• _ABOUT THIS EXERCISE_
Go through the lines below and copy any that hold the string "NonVegRestaurant".
RECORDED INFORMATION: Begin
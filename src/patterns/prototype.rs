use crate::core::{Category, Demo, Result, Transcript};
use crate::utils::error::PatternError;
use std::collections::HashMap;

/// Prototypes are plain cloneable values; `Clone` replaces the original's
/// Cloneable/`clone()` override dance.
#[derive(Debug, Clone, PartialEq, Eq)]
pub struct ShapePrototype {
    pub id: String,
    pub kind: String,
}

impl ShapePrototype {
    pub fn draw(&self) -> String {
        format!("{}::draw()", self.kind)
    }
}

#[derive(Debug, Default)]
pub struct ShapeCache {
    shapes: HashMap<String, ShapePrototype>,
}

impl ShapeCache {
    /// Registers the well-known prototypes up front.
    pub fn load() -> Self {
        let mut shapes = HashMap::new();
        for (id, kind) in [("1", "Circle"), ("2", "Square"), ("3", "Rectangle")] {
            shapes.insert(
                id.to_string(),
                ShapePrototype {
                    id: id.to_string(),
                    kind: kind.to_string(),
                },
            );
        }
        Self { shapes }
    }

    /// Hands out a clone of the registered prototype. Unknown ids are an
    /// error instead of a null dereference.
    pub fn get(&self, id: &str) -> Result<ShapePrototype> {
        self.shapes
            .get(id)
            .cloned()
            .ok_or_else(|| PatternError::UnsupportedTypeError {
                kind: format!("shape id {}", id),
            })
    }
}

pub struct PrototypeDemo;

impl Demo for PrototypeDemo {
    fn name(&self) -> &'static str {
        "prototype"
    }

    fn category(&self) -> Category {
        Category::Creational
    }

    fn summary(&self) -> &'static str {
        "Shape cache handing out clones of registered prototypes"
    }

    fn run(&self, transcript: &mut Transcript) -> Result<()> {
        let cache = ShapeCache::load();

        for id in ["1", "2", "3"] {
            let clone = cache.get(id)?;
            transcript.note(clone.draw());
        }

        if let Err(e) = cache.get("4") {
            transcript.note(format!("Cache rejected request: {}", e));
        }

        Ok(())
    }
}
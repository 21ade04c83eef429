use clap::Parser;
use pattern_lab::utils::logger;
use pattern_lab::{patterns, AtmConfig, CliConfig, Command, Teller, Transcript};

fn main() -> anyhow::Result<()> {
    let config = CliConfig::parse();

    logger::init_cli_logger(config.verbose);

    tracing::info!("Starting pattern-lab CLI");
    if config.verbose {
        tracing::debug!("CLI config: {:?}", config);
    }

    match config.command {
        Command::List => list_demos(),
        Command::Run { name, all } => run_demos(name, all),
        Command::Dispense {
            amount,
            config,
            json,
        } => dispense(amount, config, json),
    }
}

fn list_demos() -> anyhow::Result<()> {
    for demo in patterns::registry() {
        println!(
            "{:<24} {:<12} {}",
            demo.name(),
            demo.category().to_string(),
            demo.summary()
        );
    }
    Ok(())
}

fn run_demos(name: Option<String>, all: bool) -> anyhow::Result<()> {
    let demos = if all {
        patterns::registry()
    } else {
        let name = name.ok_or_else(|| {
            anyhow::anyhow!("Pass a demo name or --all; `pattern-lab list` shows the names")
        })?;
        vec![patterns::find(&name)?]
    };

    for demo in demos {
        println!("=== {} ({}) ===", demo.name(), demo.category());

        let mut transcript = Transcript::new();
        if let Err(e) = demo.run(&mut transcript) {
            tracing::error!("❌ Demo '{}' failed: {}", demo.name(), e);
            eprintln!("❌ {}", e);
            std::process::exit(1);
        }

        for line in transcript.lines() {
            println!("{}", line);
        }
        println!();
    }

    tracing::info!("✅ All requested demos completed");
    Ok(())
}

fn dispense(amount: u32, config_path: Option<String>, json: bool) -> anyhow::Result<()> {
    let config = match config_path {
        Some(path) => {
            tracing::info!("📁 Loading chain configuration from: {}", path);
            AtmConfig::from_file(&path)?
        }
        None => AtmConfig::default(),
    };

    let teller = Teller::from_config(&config)?;

    match teller.withdraw(amount) {
        Ok(receipt) => {
            if json {
                let payload = serde_json::json!({
                    "amount": amount,
                    "notes": receipt.notes,
                });
                println!("{}", serde_json::to_string_pretty(&payload)?);
            } else {
                for line in teller.describe(&receipt) {
                    println!("{}", line);
                }
            }
            Ok(())
        }
        Err(e) => {
            tracing::error!("❌ Dispense failed: {}", e);
            eprintln!("❌ {}", e);
            std::process::exit(1);
        }
    }
}
use crate::core::{Category, Demo, Result, Transcript};

#[derive(Debug, Clone, PartialEq, Eq)]
pub struct Menu {
    pub restaurant: &'static str,
    pub dishes: Vec<&'static str>,
}

trait Hotel {
    fn menus(&self) -> Menu;
}

struct VegRestaurant;
struct NonVegRestaurant;
struct VegNonBothRestaurant;

impl Hotel for VegRestaurant {
    fn menus(&self) -> Menu {
        Menu {
            restaurant: "Veg Restaurant",
            dishes: vec!["Dal Makhani", "Veg Biryani"],
        }
    }
}

impl Hotel for NonVegRestaurant {
    fn menus(&self) -> Menu {
        Menu {
            restaurant: "Non-Veg Restaurant",
            dishes: vec!["Chicken Curry", "Fish Fry"],
        }
    }
}

impl Hotel for VegNonBothRestaurant {
    fn menus(&self) -> Menu {
        Menu {
            restaurant: "Both Restaurant",
            dishes: vec!["Dal Makhani", "Chicken Curry"],
        }
    }
}

/// The only type clients talk to; the restaurants stay private.
pub struct HotelKeeper;

impl HotelKeeper {
    pub fn veg_menu(&self) -> Menu {
        VegRestaurant.menus()
    }

    pub fn non_veg_menu(&self) -> Menu {
        NonVegRestaurant.menus()
    }

    pub fn both_menu(&self) -> Menu {
        VegNonBothRestaurant.menus()
    }
}

pub struct FacadeDemo;

impl Demo for FacadeDemo {
    fn name(&self) -> &'static str {
        "facade"
    }

    fn category(&self) -> Category {
        Category::Structural
    }

    fn summary(&self) -> &'static str {
        "Hotel keeper hiding the restaurants behind one counter"
    }

    fn run(&self, transcript: &mut Transcript) -> Result<()> {
        let keeper = HotelKeeper;

        for menu in [keeper.veg_menu(), keeper.non_veg_menu(), keeper.both_menu()] {
            transcript.note(format!(
                "{}: {}",
                menu.restaurant,
                menu.dishes.join(", ")
            ));
        }

        Ok(())
    }
}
RECORDED INFORMATION: End
• _SOLVED EXERCISE_
struct NonVegRestaurant;
impl Hotel for NonVegRestaurant {
        NonVegRestaurant.menus()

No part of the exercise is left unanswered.